When we both lived in London, we would see each other most often when he would drop round our cupboard to borrow money. He was a terrible gambler; terrible in both the passion he threw into gambling and in his judgement - for he never, ever won anything. I would lend him a shilling here, a farthing there. This was in the years before decimalisation, when those coins were actually legal tender. He never arrived empty-handed at my cupboard. Once he turned up with a dead cat he had found outside the house. He threw it at Michelle and she squealed with delight as it's rotting carcass skidded along the floorboards. He would never leave his house (he lived in the mansion his parents had left him when they emigrated) without some small gift for other people. I remember he would thrill strangers by pushing them into alleyways and handing them some stale bread or a shard of broken glass.

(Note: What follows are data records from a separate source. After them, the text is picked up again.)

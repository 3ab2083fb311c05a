//! BLE Scanner Module
//!
//! Listens to advertisements for a fixed window and reports each advertiser
//! once, with its strongest signal.

use crate::domain::models::{MacAddress, ScannedDevice};
use crate::infrastructure::bluetooth::backend::RadioError;
use std::collections::HashMap;
use std::sync::{Arc, Mutex};
use std::time::Duration;
use tracing::info;
use windows::Devices::Bluetooth::Advertisement::{
    BluetoothLEAdvertisementReceivedEventArgs, BluetoothLEAdvertisementWatcher,
    BluetoothLEScanningMode,
};
use windows::Foundation::TypedEventHandler;

fn scan_err(e: windows::core::Error) -> RadioError {
    RadioError::Unavailable(e.message().to_string())
}

/// Octets of a 48-bit address held in the low bits of `address`
fn mac_from_u64(address: u64) -> MacAddress {
    let bytes = address.to_be_bytes();
    let mut octets = [0u8; 6];
    octets.copy_from_slice(&bytes[2..]);
    MacAddress::new(octets)
}

pub struct BleScanner {
    watcher: Option<BluetoothLEAdvertisementWatcher>,
    found: Arc<Mutex<HashMap<MacAddress, ScannedDevice>>>,
}

impl BleScanner {
    pub fn new() -> Self {
        Self {
            watcher: None,
            found: Arc::new(Mutex::new(HashMap::new())),
        }
    }

    pub fn start(&mut self) -> Result<(), RadioError> {
        self.stop()?;
        info!("Starting BLE scan");

        let watcher = BluetoothLEAdvertisementWatcher::new().map_err(scan_err)?;
        watcher
            .SetScanningMode(BluetoothLEScanningMode::Active)
            .map_err(scan_err)?;

        let found = Arc::clone(&self.found);
        let handler = TypedEventHandler::new(
            move |_: windows::core::Ref<BluetoothLEAdvertisementWatcher>,
                  args: windows::core::Ref<BluetoothLEAdvertisementReceivedEventArgs>| {
                if let Some(args) = args.as_ref() {
                    let name = args.Advertisement()?.LocalName()?.to_string();
                    let address = mac_from_u64(args.BluetoothAddress()?);
                    let rssi = args.RawSignalStrengthInDBm()?;

                    let mut found = found.lock().unwrap_or_else(|p| p.into_inner());
                    let entry = found.entry(address).or_insert_with(|| ScannedDevice {
                        name: String::new(),
                        address,
                        signal_strength: rssi,
                    });
                    if !name.is_empty() {
                        entry.name = name;
                    }
                    entry.signal_strength = entry.signal_strength.max(rssi);
                }
                Ok(())
            },
        );

        watcher.Received(&handler).map_err(scan_err)?;
        watcher.Start().map_err(scan_err)?;
        self.watcher = Some(watcher);
        Ok(())
    }

    pub fn stop(&mut self) -> Result<(), RadioError> {
        if let Some(watcher) = self.watcher.take() {
            info!("Stopping BLE scan");
            watcher.Stop().map_err(scan_err)?;
        }
        Ok(())
    }

    /// Scan for `duration` and return what was heard, strongest first
    pub async fn scan(mut self, duration: Duration) -> Result<Vec<ScannedDevice>, RadioError> {
        self.start()?;
        tokio::time::sleep(duration).await;
        self.stop()?;

        let found = self.found.lock().unwrap_or_else(|p| p.into_inner());
        let mut devices: Vec<ScannedDevice> = found
            .values()
            .cloned()
            .map(|mut d| {
                if d.name.is_empty() {
                    d.name = "Unknown".to_string();
                }
                d
            })
            .collect();
        devices.sort_by(|a, b| b.signal_strength.cmp(&a.signal_strength));
        Ok(devices)
    }
}

impl Drop for BleScanner {
    fn drop(&mut self) {
        let _ = self.stop();
    }
}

The London literary community (which at that time included writers) was awed and flabbergasted by Jacob's vision and way with words. I remember one evening when we were gathered on a corner discussing 'Lady Chatterley's Lover' when he declared that all foreigners were evil and produced from his pocket a small box of Brymay with the word 'whores' scratched into it.. No-one could argue with his wit and perspicacity.
But there is more to a career as a professional writer than winning the respect of your peers. Despite his wealth of money and friends, Jacob remained bitter about his relative obscurity. As he grew older, he came to understand that society preferred reading books to matchboxes. He realised that the abstruse nature of his work appealed to a select few, but would never secure him mass appeal. In his late years his natural kindness and amiability were replace with an uncharacteristic hardness; a stoic refusal to change his ways, coupled with an understanding that he would never make his name as a writer.
It was only in the last weeks of his life that his rough shell cracked, and he became almost a child again; discarding his ambitions and his bitterness like a shed skin. He dedicated himself to his plumbing, and to tightening the loosest of screws.